:: The data ::
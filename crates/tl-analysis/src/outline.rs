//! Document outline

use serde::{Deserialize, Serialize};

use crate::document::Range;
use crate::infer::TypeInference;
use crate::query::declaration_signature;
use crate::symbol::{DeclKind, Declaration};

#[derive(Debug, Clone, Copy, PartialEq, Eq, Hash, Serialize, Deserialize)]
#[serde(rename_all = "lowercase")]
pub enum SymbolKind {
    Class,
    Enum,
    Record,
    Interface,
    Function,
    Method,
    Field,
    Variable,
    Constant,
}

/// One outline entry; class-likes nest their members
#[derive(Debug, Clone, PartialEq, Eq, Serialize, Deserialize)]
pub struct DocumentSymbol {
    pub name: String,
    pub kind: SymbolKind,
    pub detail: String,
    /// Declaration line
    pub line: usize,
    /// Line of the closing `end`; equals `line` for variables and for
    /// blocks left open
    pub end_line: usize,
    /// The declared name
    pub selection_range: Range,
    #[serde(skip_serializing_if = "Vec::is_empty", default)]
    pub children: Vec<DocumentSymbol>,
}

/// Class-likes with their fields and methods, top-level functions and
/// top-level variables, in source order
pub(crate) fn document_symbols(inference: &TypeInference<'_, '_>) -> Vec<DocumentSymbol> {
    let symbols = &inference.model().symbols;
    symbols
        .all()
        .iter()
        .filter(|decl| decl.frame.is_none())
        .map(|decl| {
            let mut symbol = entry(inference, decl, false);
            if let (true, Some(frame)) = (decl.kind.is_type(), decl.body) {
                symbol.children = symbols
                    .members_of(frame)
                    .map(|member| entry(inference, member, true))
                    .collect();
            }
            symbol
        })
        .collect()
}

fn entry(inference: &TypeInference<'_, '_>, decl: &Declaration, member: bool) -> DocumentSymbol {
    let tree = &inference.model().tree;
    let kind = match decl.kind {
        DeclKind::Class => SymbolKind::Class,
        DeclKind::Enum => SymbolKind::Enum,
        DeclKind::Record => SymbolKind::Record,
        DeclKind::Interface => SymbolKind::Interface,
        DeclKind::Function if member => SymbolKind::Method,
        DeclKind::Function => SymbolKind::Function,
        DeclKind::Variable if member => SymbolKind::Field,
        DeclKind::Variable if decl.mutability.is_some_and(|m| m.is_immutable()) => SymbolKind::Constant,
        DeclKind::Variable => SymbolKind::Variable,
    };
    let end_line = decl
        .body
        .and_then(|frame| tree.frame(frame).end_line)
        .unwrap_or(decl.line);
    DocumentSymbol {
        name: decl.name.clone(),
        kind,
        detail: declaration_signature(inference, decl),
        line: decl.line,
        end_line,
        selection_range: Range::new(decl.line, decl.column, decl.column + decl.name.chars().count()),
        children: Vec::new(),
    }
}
:::
:: The data ::
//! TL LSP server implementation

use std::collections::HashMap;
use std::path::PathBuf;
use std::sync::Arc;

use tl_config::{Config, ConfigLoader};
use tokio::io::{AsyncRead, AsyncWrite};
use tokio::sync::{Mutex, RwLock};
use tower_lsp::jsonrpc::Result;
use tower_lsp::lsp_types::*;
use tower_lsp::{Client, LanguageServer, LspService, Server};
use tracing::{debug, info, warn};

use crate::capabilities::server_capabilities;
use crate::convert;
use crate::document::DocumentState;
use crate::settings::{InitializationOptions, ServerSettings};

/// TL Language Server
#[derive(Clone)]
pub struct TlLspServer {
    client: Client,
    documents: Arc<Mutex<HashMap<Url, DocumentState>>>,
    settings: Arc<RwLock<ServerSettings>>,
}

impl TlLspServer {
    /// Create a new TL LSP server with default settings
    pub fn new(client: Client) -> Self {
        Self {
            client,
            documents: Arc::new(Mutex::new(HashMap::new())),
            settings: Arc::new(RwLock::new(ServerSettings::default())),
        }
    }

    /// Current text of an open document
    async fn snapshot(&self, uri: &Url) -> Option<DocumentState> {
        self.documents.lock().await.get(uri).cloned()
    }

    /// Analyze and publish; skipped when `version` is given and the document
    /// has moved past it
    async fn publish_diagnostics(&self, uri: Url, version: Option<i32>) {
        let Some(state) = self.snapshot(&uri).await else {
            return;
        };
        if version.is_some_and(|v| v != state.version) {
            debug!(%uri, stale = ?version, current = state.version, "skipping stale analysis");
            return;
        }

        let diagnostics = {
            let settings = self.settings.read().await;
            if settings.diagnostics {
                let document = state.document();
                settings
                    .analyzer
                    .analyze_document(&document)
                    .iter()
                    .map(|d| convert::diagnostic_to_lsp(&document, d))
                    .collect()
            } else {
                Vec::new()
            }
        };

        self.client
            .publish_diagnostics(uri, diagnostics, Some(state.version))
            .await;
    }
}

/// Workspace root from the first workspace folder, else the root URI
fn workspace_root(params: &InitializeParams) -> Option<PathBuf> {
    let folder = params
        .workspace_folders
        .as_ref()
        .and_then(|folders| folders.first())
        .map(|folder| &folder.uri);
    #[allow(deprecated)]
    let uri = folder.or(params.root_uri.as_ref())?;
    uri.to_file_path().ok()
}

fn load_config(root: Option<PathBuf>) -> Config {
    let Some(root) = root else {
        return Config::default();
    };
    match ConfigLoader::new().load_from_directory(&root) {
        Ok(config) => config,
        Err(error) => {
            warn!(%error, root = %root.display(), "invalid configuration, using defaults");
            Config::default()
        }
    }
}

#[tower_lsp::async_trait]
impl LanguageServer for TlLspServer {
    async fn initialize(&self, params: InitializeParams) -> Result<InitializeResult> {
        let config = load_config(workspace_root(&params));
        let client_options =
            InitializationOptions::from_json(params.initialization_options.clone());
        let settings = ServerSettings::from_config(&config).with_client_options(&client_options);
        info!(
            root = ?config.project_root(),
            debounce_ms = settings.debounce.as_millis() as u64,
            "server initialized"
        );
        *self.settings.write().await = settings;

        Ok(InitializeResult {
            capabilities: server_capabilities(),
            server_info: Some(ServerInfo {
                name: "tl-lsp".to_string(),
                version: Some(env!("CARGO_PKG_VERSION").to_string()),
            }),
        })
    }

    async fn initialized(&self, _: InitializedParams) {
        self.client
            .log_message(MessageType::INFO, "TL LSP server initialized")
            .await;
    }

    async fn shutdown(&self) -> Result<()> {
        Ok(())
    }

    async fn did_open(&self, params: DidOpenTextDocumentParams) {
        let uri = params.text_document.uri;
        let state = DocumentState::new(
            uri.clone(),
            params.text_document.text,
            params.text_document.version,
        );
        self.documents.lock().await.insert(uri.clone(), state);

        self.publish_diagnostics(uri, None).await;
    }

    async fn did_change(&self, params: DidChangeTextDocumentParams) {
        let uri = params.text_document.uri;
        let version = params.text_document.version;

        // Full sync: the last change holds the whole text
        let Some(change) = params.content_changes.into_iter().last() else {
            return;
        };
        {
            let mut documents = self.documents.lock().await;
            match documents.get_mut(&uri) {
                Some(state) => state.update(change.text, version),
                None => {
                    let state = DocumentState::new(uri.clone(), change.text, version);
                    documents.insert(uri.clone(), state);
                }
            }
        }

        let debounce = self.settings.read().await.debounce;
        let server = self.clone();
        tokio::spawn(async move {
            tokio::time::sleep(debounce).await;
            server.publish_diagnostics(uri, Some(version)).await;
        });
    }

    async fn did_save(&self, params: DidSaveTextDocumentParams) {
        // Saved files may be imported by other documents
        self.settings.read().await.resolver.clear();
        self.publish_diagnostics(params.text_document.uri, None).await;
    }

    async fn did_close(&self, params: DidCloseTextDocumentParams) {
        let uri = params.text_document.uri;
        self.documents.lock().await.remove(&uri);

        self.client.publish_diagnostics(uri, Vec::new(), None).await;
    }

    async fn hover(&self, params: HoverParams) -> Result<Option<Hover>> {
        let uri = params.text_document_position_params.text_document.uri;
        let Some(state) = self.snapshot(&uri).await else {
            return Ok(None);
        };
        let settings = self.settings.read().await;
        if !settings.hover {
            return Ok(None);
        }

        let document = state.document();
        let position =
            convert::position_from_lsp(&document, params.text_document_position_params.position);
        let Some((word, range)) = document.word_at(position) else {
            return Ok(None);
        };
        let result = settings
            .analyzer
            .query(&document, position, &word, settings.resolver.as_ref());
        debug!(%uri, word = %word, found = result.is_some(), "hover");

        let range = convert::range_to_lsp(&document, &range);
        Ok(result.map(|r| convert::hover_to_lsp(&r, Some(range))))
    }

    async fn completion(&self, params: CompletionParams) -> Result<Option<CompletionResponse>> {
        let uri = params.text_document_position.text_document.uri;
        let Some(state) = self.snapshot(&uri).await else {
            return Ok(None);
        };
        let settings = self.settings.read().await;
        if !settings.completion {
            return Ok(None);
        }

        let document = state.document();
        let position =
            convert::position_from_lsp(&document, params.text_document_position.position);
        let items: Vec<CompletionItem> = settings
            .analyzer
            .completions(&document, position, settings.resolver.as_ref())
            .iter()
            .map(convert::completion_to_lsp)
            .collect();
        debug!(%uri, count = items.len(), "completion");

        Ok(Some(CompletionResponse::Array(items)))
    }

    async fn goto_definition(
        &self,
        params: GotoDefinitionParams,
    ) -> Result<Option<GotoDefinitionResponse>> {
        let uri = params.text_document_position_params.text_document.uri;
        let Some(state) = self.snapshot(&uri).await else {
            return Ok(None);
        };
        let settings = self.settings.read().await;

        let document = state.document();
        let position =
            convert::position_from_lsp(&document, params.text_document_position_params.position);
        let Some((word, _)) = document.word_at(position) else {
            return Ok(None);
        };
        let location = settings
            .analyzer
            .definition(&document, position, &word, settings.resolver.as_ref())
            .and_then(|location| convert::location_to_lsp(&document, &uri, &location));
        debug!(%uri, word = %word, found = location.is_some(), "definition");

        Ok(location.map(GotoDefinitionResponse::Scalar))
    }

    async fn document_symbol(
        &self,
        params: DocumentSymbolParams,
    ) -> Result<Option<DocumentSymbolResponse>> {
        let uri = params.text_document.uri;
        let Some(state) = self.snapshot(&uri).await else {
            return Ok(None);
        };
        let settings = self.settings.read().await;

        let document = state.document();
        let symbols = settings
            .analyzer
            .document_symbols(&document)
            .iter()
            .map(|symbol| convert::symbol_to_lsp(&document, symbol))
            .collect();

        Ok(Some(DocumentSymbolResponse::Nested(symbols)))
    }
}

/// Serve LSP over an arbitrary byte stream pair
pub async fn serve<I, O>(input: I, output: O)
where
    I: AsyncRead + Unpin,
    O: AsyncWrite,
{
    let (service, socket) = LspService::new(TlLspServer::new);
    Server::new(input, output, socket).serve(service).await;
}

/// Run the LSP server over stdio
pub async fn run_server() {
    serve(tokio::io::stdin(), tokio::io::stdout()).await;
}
:::
:: The data ::
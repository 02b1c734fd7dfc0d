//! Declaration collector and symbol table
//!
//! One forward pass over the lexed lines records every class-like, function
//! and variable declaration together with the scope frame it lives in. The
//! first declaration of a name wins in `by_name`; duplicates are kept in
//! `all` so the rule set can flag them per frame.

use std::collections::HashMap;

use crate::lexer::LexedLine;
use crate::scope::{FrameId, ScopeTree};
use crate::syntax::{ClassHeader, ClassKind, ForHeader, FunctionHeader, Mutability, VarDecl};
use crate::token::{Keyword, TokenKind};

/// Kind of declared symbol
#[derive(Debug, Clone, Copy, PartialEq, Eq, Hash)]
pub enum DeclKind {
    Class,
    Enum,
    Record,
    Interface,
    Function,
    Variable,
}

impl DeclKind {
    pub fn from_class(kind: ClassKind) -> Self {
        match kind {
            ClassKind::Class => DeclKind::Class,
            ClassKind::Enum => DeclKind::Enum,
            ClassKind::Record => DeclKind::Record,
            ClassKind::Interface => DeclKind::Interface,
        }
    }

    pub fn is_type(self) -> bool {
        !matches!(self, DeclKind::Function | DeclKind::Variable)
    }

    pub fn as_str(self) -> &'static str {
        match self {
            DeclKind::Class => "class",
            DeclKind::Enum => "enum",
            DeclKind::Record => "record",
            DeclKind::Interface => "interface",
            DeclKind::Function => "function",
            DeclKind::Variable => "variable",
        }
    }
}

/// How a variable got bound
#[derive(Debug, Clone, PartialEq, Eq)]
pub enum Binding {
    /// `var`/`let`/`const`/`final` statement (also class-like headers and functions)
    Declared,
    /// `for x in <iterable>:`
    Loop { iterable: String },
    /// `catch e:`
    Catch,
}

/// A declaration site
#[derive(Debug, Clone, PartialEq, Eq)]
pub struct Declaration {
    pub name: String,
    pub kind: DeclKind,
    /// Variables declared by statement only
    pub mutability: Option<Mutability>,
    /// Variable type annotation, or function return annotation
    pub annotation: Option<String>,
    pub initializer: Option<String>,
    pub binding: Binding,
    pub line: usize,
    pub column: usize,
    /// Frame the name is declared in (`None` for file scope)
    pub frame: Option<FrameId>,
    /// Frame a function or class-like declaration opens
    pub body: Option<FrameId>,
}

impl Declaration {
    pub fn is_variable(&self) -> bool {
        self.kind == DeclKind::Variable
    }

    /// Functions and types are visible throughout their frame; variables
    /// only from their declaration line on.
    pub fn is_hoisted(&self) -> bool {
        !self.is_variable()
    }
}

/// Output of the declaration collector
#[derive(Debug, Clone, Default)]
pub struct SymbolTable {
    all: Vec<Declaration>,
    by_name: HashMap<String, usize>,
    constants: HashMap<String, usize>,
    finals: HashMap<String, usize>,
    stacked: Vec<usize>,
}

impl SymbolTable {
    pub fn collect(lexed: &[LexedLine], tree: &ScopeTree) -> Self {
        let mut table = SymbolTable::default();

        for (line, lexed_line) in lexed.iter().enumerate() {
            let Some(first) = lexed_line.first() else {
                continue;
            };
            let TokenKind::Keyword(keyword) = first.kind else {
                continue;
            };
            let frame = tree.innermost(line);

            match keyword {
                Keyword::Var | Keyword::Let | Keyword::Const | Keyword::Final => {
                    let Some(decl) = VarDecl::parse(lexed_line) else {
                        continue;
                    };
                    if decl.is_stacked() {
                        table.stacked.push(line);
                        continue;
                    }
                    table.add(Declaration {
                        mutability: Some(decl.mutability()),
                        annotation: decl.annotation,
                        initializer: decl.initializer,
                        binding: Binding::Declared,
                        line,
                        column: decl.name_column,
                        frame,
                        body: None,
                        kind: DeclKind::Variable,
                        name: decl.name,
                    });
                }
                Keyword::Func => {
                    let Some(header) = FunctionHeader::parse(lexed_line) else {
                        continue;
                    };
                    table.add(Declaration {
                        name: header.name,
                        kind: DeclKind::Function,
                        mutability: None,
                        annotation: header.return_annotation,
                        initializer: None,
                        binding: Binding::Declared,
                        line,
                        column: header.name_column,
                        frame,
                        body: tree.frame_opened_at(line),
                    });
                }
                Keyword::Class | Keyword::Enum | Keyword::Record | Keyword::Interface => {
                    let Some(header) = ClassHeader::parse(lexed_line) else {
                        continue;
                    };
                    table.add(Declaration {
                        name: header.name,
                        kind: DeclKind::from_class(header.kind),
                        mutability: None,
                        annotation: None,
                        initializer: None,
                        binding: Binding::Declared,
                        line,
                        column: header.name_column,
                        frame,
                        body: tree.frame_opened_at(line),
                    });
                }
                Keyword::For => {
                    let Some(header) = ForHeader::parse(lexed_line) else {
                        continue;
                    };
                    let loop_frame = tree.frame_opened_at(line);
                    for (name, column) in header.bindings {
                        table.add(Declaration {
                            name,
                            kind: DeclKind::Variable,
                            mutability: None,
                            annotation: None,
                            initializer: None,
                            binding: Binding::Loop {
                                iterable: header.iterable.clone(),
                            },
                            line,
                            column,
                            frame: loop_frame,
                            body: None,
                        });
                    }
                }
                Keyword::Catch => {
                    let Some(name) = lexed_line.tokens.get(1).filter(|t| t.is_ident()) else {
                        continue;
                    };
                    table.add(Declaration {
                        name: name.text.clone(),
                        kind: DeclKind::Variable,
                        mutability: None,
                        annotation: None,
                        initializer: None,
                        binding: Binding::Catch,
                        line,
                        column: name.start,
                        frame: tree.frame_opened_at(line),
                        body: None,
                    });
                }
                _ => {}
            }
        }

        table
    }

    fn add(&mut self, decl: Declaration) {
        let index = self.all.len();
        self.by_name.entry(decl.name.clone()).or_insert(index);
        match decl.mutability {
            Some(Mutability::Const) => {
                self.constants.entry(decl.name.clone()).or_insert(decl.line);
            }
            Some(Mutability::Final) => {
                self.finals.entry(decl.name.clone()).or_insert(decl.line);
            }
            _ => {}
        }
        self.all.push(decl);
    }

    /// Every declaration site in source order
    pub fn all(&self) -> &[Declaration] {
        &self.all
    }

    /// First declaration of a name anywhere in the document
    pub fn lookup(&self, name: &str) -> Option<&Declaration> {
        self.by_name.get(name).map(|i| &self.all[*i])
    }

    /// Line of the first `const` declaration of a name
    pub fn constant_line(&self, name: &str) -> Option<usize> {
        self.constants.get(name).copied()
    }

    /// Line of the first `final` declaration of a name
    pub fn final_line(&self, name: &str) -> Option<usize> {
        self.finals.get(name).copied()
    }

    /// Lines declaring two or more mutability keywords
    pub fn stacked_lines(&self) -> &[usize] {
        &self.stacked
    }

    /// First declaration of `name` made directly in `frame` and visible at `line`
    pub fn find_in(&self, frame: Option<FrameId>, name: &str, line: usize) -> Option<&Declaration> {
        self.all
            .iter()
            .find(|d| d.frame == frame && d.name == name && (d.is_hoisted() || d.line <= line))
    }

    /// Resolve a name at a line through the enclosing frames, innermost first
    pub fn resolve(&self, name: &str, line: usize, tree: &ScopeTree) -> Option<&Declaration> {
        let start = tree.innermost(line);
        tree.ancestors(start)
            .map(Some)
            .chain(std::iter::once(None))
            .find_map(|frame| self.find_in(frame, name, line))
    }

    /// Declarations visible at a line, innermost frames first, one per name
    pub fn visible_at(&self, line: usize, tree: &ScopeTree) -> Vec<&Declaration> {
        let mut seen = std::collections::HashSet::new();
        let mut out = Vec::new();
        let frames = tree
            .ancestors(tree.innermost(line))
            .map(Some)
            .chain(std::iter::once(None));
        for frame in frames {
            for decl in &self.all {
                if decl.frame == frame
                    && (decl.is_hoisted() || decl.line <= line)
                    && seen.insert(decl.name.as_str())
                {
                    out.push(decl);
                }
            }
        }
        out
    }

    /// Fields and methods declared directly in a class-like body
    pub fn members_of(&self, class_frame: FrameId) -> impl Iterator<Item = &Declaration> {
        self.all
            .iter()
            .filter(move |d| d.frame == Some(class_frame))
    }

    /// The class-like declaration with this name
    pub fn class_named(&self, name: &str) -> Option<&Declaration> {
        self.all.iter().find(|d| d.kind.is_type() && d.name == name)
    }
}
:::
_What the task requires_
Search the lines above for the string "index", then show every one that has it.

_Task output_
        let index = self.all.len();
        self.by_name.entry(decl.name.clone()).or_insert(index);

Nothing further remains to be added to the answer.